"Misi Belanda di lokasi kejadian jatuhnya MH17 telah diberhentikan," kata Perdana Menteri Belanda Mark Rutte pada Rabu (7/8).
Namun Rutte menjelaskan, tim pencari dan investigasi yang dipimpin
oleh Belanda akan kembali melakukan pencarian di lokasi itu kendati
belum diketahui kapan.
"Kami bertujuan mengirim balik tim pencari di lokasi kejadian
secepatnya bila kita memiliki kesempatan untuk bekerja lebih lama dalam
kondisi stabil," jelas Rutte.
Ia menjelaskan, keputusan itu terpaksa diambil dengan alasan keamanan, Pasalnya lokasi jatuhnya pesawat MH17 berada dekat dengan wilayah konflik yang diduduki oleh kelompok separatis.
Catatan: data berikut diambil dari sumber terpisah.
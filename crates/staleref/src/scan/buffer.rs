//
// scan/buffer.rs
//
// Debounced per-buffer scans
//

use indexmap::IndexSet;
use tokio::task::JoinHandle;

use super::{ScanPhase, ScanSession, ScanTarget, ScheduledScan};
use crate::providers::{Annotation, BufferId};
use crate::status::classify;

impl ScanSession {
    /// Request a scan of a buffer after the debounce delay.
    ///
    /// Each call restarts the buffer's delay; only the last of a burst of
    /// triggers runs. Other buffers are unaffected. The returned handle
    /// resolves when this run finishes or is superseded.
    pub fn trigger_buffer(&self, buffer: BufferId) -> JoinHandle<()> {
        let scan = self.scheduler().schedule(ScanTarget::Buffer(buffer));
        let delay = self.config().debounce();
        let session = self.clone();

        tokio::spawn(async move {
            tokio::select! {
                _ = scan.token.cancelled() => {
                    log::trace!("Debounced scan of {} superseded", buffer);
                    return;
                }
                _ = tokio::time::sleep(delay) => {}
            }
            session.run_buffer_scan(buffer, &scan).await;
            session.scheduler().complete(&scan);
        })
    }

    async fn run_buffer_scan(&self, buffer: BufferId, scan: &ScheduledScan) {
        let generation = self.generation_token();
        let Some(host) = self.buffer_host() else {
            log::warn!("Buffer scan requested with no buffer source attached");
            return;
        };
        if !host.source.is_valid(buffer) {
            log::trace!("{} closed before scan", buffer);
            return;
        }
        let Some(snapshot) = host.source.snapshot(buffer) else {
            return;
        };
        if !self.scheduler().set_phase(scan, ScanPhase::Scanning) {
            return;
        }

        let engine = self.engine();
        let spans = self.spans().spans(&snapshot.text, snapshot.language.as_deref());
        let references = engine.extractor.extract_all(&spans);

        if references.is_empty() {
            if generation.is_current() && !scan.is_cancelled() && host.source.is_valid(buffer) {
                host.sink.clear(buffer);
            }
            return;
        }

        if !self.scheduler().set_phase(scan, ScanPhase::Resolving) {
            return;
        }
        let mut seen = IndexSet::new();
        let keys: Vec<_> = references
            .iter()
            .filter(|r| seen.insert(r.url()))
            .map(|r| r.key.clone())
            .collect();
        let statuses = engine.fetcher.fetch_batch(&keys, &generation).await;

        if !generation.is_current() || scan.is_cancelled() {
            log::trace!("Discarding results for {}: superseded while resolving", buffer);
            return;
        }
        if !host.source.is_valid(buffer) {
            log::trace!("{} closed while resolving", buffer);
            return;
        }

        let annotations: Vec<Annotation> = references
            .iter()
            .filter_map(|reference| match statuses.get(reference.url()) {
                Some(Ok(state)) => Some(Annotation::new(
                    reference,
                    state.clone(),
                    classify(state, reference.has_stale_keyword),
                )),
                Some(Err(e)) => {
                    log::debug!("Leaving {} unannotated: {}", reference.url(), e);
                    None
                }
                None => None,
            })
            .collect();

        log::trace!("Rendering {} annotations in {}", annotations.len(), buffer);
        host.sink.render(buffer, annotations);
    }
}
"Setiap orang akan setuju dengan kita bahwa kita seharusnya tidak menempatkan orang kita pada resiko yang tidak diperlukan," sambungnya seperti dikabarkan
CNN.
Menurut Rutte, tim pencari merasa kecewa karena belum mampu menyelesaikan misi mereka, kendati sejumlah pencapaian signifikan berhasil dilakukan, seperti penemuan sejumlah jasad korban serta barang-barang pribadi korban.
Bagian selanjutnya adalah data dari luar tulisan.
//
// scan/workspace.rs
//
// Batched scan of every tracked file in a workspace
//

use std::path::{Path, PathBuf};
use std::sync::Arc;
use std::time::Duration;

use serde::Serialize;
use tokio::sync::mpsc;
use tokio::time::Instant;

use super::results::{group_references, rank_entries, resolve_entries, WorkspaceEntry};
use super::{ScanPhase, ScanSession, ScanTarget, ScheduledScan};
use crate::generation::GenerationToken;
use crate::perf::{ScanMetrics, TimingGuard};
use crate::providers::comments::language_for_path;
use crate::providers::{CommentSpanProvider, FileLister};
use crate::reference::{Reference, ReferenceExtractor};

/// Bytes inspected for a null byte when deciding whether a file is binary
pub const BINARY_PROBE_BYTES: usize = 8000;

/// Failures that abort a workspace scan as a whole
#[derive(Debug, thiserror::Error)]
pub enum ScanError {
    #[error("failed to list workspace files: {0}")]
    ListingFailed(String),
    #[error("no files to scan")]
    NoFiles,
}

/// Progress through a workspace scan
#[derive(Debug, Clone, Copy, PartialEq, Eq, Serialize)]
pub struct ScanProgress {
    pub files_done: usize,
    pub files_total: usize,
    pub batches_done: usize,
    pub batches_total: usize,
    pub references_found: usize,
}

impl ScanProgress {
    pub fn is_final(&self) -> bool {
        self.batches_done == self.batches_total
    }
}

/// Why a file contributed nothing
#[derive(Debug, Clone, Copy, PartialEq, Eq, Serialize)]
#[serde(rename_all = "snake_case")]
pub enum SkipReason {
    TooLarge,
    Binary,
    Unreadable,
    /// The scan task ended without reporting
    Abandoned,
}

#[derive(Debug)]
enum FileOutcome {
    Scanned(Vec<Reference>),
    Skipped(SkipReason),
}

/// Completed workspace scan
#[derive(Debug, Clone, Serialize)]
pub struct WorkspaceReport {
    /// Ranked: stale, closed, open, then unresolved
    pub entries: Vec<WorkspaceEntry>,
    pub files_scanned: usize,
    pub files_skipped: usize,
    pub references_found: usize,
}

#[derive(Debug, Clone)]
pub enum WorkspaceOutcome {
    Completed(WorkspaceReport),
    /// A reset or a newer workspace scan took over before results were ready
    Superseded,
}

/// Sends exactly one completion per file, even if the file's task panics or
/// is dropped before reporting.
struct CompletionSender {
    index: usize,
    tx: Option<mpsc::UnboundedSender<(usize, FileOutcome)>>,
}

impl CompletionSender {
    fn send(mut self, outcome: FileOutcome) {
        if let Some(tx) = self.tx.take() {
            let _ = tx.send((self.index, outcome));
        }
    }
}

impl Drop for CompletionSender {
    fn drop(&mut self) {
        if let Some(tx) = self.tx.take() {
            let _ = tx.send((self.index, FileOutcome::Skipped(SkipReason::Abandoned)));
        }
    }
}

/// Limits progress callbacks to one per interval; the first report always
/// passes, as does any forced report.
struct ProgressThrottle {
    interval: Duration,
    last: Option<Instant>,
}

impl ProgressThrottle {
    fn new(interval: Duration) -> Self {
        Self { interval, last: None }
    }

    fn should_emit(&mut self, force: bool) -> bool {
        let now = Instant::now();
        let due = match self.last {
            None => true,
            Some(last) => now.duration_since(last) >= self.interval,
        };
        if due || force {
            self.last = Some(now);
            true
        } else {
            false
        }
    }
}

/// What a file task needs, detached from the session
#[derive(Clone)]
struct FileScanContext {
    extractor: Arc<ReferenceExtractor>,
    spans: Arc<dyn CommentSpanProvider>,
    max_file_size: u64,
}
Konflik di wilayah itu juga sebelumnya kerap dikaitkan dengan jatuhnya pesawat yang bertolak dari Amsterdam manuju Kuala Lumpur pertengahan bulan lalu. Pesawat yang membawa total 298 orang itu diduga jatuh karena terkena tembakan rudal yang disebut-sebut dilakukan oleh kelompok separatis. Namun hal itu belum dapat dibuktikan sebelum hasil investigasi dan analisa kotak hitam selesai dilakukan.
Dalam tragdei itu, Belanda mengambil peran untuk memimpin investigasi, karena sebagian besar korban tewas merupakan warga negara Belanda.